All creatures are living bets, adaptive guesses at what will work in the world. We happen to be this rare species that not only lives out our bets, but has the foresight to speculate about how our bets are working. Do we fit? Are we the most fit or at least do we fit in alright? An answer in the affirmative— that’s what being loved by the world really means.

I gravitate toward evidence that bodes well for my bets and proves my points—even my unconscious points. I want evidence that keeps doubt and indecision at bay, evidence that means I don’t have to re-evaluate my bets, evidence that implies that I can ignore my assumptions because they’re working.

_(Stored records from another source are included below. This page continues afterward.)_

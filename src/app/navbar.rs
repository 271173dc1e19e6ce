use leptos::prelude::*;

use crate::content::portfolio;

const SECTIONS: [(&str, &str); 8] = [
    ("home", "Home"),
    ("about", "About"),
    ("skills", "Skills"),
    ("experience", "Experience"),
    ("opensource", "Open Source"),
    ("projects", "Projects"),
    ("stats", "Stats"),
    ("contact", "Contact"),
];

#[component]
pub fn Navbar() -> impl IntoView {
    let (menu_open, set_menu_open) = signal(false);
    let name = &portfolio().profile.name;

    let links = move |class: &'static str| {
        SECTIONS
            .iter()
            .map(|(id, label)| {
                view! {
                    <a href=format!("#{id}") class=class on:click=move |_| set_menu_open(false)>
                        {*label}
                    </a>
                }
            })
            .collect_view()
    };

    view! {
        <nav class="fixed top-0 inset-x-0 z-50 bg-gray-900/80 backdrop-blur-md border-b border-gray-800">
            <div class="max-w-6xl mx-auto px-4 h-16 flex items-center justify-between">
                <a
                    href="#home"
                    class="text-xl font-bold bg-gradient-to-r from-blue-400 to-purple-400 bg-clip-text text-transparent"
                >
                    {name.clone()}
                </a>
                <div class="hidden md:flex space-x-6">
                    {links("text-gray-300 hover:text-white transition-colors")}
                </div>
                <button
                    class="md:hidden text-gray-300 hover:text-white text-2xl"
                    aria-label="Toggle navigation"
                    on:click=move |_| set_menu_open.update(|open| *open = !*open)
                >
                    {move || if menu_open.get() { "✕" } else { "☰" }}
                </button>
            </div>
            <Show when=move || menu_open.get()>
                <div class="md:hidden flex flex-col px-4 pb-4 space-y-3 bg-gray-900/95">
                    {links("text-gray-300 hover:text-white")}
                </div>
            </Show>
        </nav>
    }
}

Maybe this sounds a bit neurotic. We rarely feel the immediate threat of disaffirmation. Most of us feel pretty comfortable most of the time. Maybe that’s because we’ve gotten over ourselves; freed ourselves from the need for affirmation. I suspect it’s rather that our campaigns for affirmation are successful. By gravitating toward affirming work, incomes, friends, identities, thoughts, beliefs, and ideas we wire up our world to love us, to give us enough affirmation that we can relax and forget about it, even forgetting that we need the affirmation. Our drive for affirmation is like our drive for air. As long as there’s enough, we can ignore it.

Unlike air, affirmation is in limited supply. Since we all live out different bets, and not all bets work, we compete for affirmation. Some of the evidence that affirms my bets disaffirm other people’s bets. One man’s embraceable affirming evidence, is another man’s repugnant disaffirming evidence.

Limits are the fascination of all social science. Economics is the study of people’s behavior in competition for limited resources. Politics is the study of people’s behavior in competition for limited power. We sometimes wonder if the limits on resources and power are real. Gandhi said ‘there’s enough for everyone’s need but not for everyone’s greed.’ Why then is there greed? Why would anyone want more resources or power than they need?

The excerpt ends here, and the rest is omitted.